En 2021, environ 70% à 80% des appels au 115 ont été décrochés. On note une augmentation du nombre d’appels depuis avril. (doc remis) Dans environ 90% des cas, les appels décrochés ne débouchent pas une orientation des places. (doc remis)
Selon Strasbourg Action Solidarité, des équipes de la police nationale sont passées jeudi 2 septembre à deux reprises (après-midi et soir) pour effectuer un autre recensement avec relevé d’identité au campement de la Montagne Verte. Certaines personnes sans-abris auraient déjà été contactées par l’Office France de l’Immigration et de l’Intégration (OFII), en vue d’une prise en charge. Différentes réunions, entre les acteurs associatifs et la municipalité, mais aussi du quartier Montagne Verte doivent avoir lieu la semaine prochaine, notamment pour préciser la question de l’accès à l’eau.

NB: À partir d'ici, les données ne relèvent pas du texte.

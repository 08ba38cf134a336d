//! Auto-repair - ordered, idempotent remediation steps
//!
//! Steps run in a fixed order; each is skipped when its precondition is
//! already satisfied and a step failure never stops the remaining
//! independent steps. Mutating steps go through the handle's write queue so
//! repair cannot race ordinary tenant writes.

use super::missing_tables;
use crate::storage::TenantHandle;
use crate::{RepairAction, RepairOutcome, Result};
use tracing::info;

/// Parent/child pairs checked by the orphan step. Child rows whose foreign
/// key no longer resolves are leftovers from pre-foreign-key data or
/// interrupted deletes. `files.uploaded_by` is deliberately absent: a file
/// outliving its uploader is valid data, not an orphan.
const ORPHAN_RULES: &[(&str, &str, &str)] =
    &[("documents", "collection_id", "collections")];

/// Run the repair sequence against one handle.
pub fn auto_fix(handle: &TenantHandle, canonical_schema: &str) -> RepairOutcome {
    let actions = vec![
        fix_schema(handle, canonical_schema),
        fix_orphans(handle),
        vacuum(handle),
    ];
    let outcome = RepairOutcome::from_actions(actions);
    info!(
        "Auto-repair for {}: success={} ({} actions)",
        handle.tenant_id(),
        outcome.success,
        outcome.actions.len()
    );
    outcome
}

/// Step 1: re-apply schema objects the health probe reports missing.
fn fix_schema(handle: &TenantHandle, canonical_schema: &str) -> RepairAction {
    let missing = match missing_tables(handle, canonical_schema) {
        Ok(missing) => missing,
        Err(e) => return RepairAction::failed("schema", e.to_string()),
    };
    if missing.is_empty() {
        return RepairAction::skipped("schema", "all expected tables present");
    }
    match handle.apply_schema(canonical_schema) {
        Ok(_) => RepairAction::done(
            "schema",
            true,
            format!("re-applied missing tables: {}", missing.join(", ")),
        ),
        Err(e) => RepairAction::failed("schema", e.to_string()),
    }
}

/// Step 2: delete child rows with no parent. Rules for tables the store
/// does not have are skipped, so the step works on the catalog handle too.
fn fix_orphans(handle: &TenantHandle) -> RepairAction {
    let mut deleted_total = 0usize;
    let mut applied = Vec::new();

    for (child, fk, parent) in ORPHAN_RULES {
        let present = match has_tables(handle, &[child, parent]) {
            Ok(present) => present,
            Err(e) => return RepairAction::failed("orphans", e.to_string()),
        };
        if !present {
            continue;
        }
        let sql = format!(
            "DELETE FROM {child}
             WHERE {fk} IS NOT NULL
               AND {fk} NOT IN (SELECT id FROM {parent})"
        );
        match handle.execute_write("orphan-cleanup", Box::new(move |conn| Ok(conn.execute(&sql, [])?)))
        {
            Ok(0) => {}
            Ok(deleted) => {
                deleted_total += deleted;
                applied.push(format!("{child}: {deleted}"));
            }
            Err(e) => return RepairAction::failed("orphans", e.to_string()),
        }
    }

    if deleted_total == 0 {
        RepairAction::skipped("orphans", "no orphaned rows")
    } else {
        RepairAction::done(
            "orphans",
            true,
            format!("deleted orphaned rows ({})", applied.join(", ")),
        )
    }
}

/// Step 3: compact the store. Skipped when the freelist is already empty;
/// otherwise checkpoints the write-ahead log and rebuilds the file.
fn vacuum(handle: &TenantHandle) -> RepairAction {
    let freelist = match freelist_pages(handle) {
        Ok(freelist) => freelist,
        Err(e) => return RepairAction::failed("vacuum", e.to_string()),
    };
    if freelist == 0 {
        return RepairAction::skipped("vacuum", "store already compact");
    }

    let result = handle.execute_write(
        "vacuum",
        Box::new(|conn| {
            conn.execute_batch("PRAGMA wal_checkpoint(TRUNCATE); VACUUM;")?;
            Ok(0)
        }),
    );
    match result {
        Ok(_) => RepairAction::done("vacuum", true, format!("reclaimed {freelist} free pages")),
        Err(e) => RepairAction::failed("vacuum", e.to_string()),
    }
}

fn has_tables(handle: &TenantHandle, tables: &[&str]) -> Result<bool> {
    let wanted: Vec<String> = tables.iter().map(|t| t.to_string()).collect();
    handle.read(|conn| {
        let mut stmt = conn
            .prepare("SELECT COUNT(*) FROM sqlite_master WHERE type = 'table' AND name = ?1")?;
        for table in &wanted {
            let count: i64 = stmt.query_row([table], |row| row.get(0))?;
            if count == 0 {
                return Ok(false);
            }
        }
        Ok(true)
    })
}

fn freelist_pages(handle: &TenantHandle) -> Result<u64> {
    handle.read(|conn| {
        Ok(conn.query_row("PRAGMA freelist_count", [], |row| row.get::<_, i64>(0))? as u64)
    })
}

Les acteurs associatifs interrogés espèrent aussi que la « réflexion et la coordination » enclenchée avec la municipalité, qui a pour objectif de mettre en place 500 places d’hébergements, permette de ne pas revivre des démantèlement de camps à répétition comme lors du mandat précédent. Et que l’État ne ferme pas un nombre de places équivalent.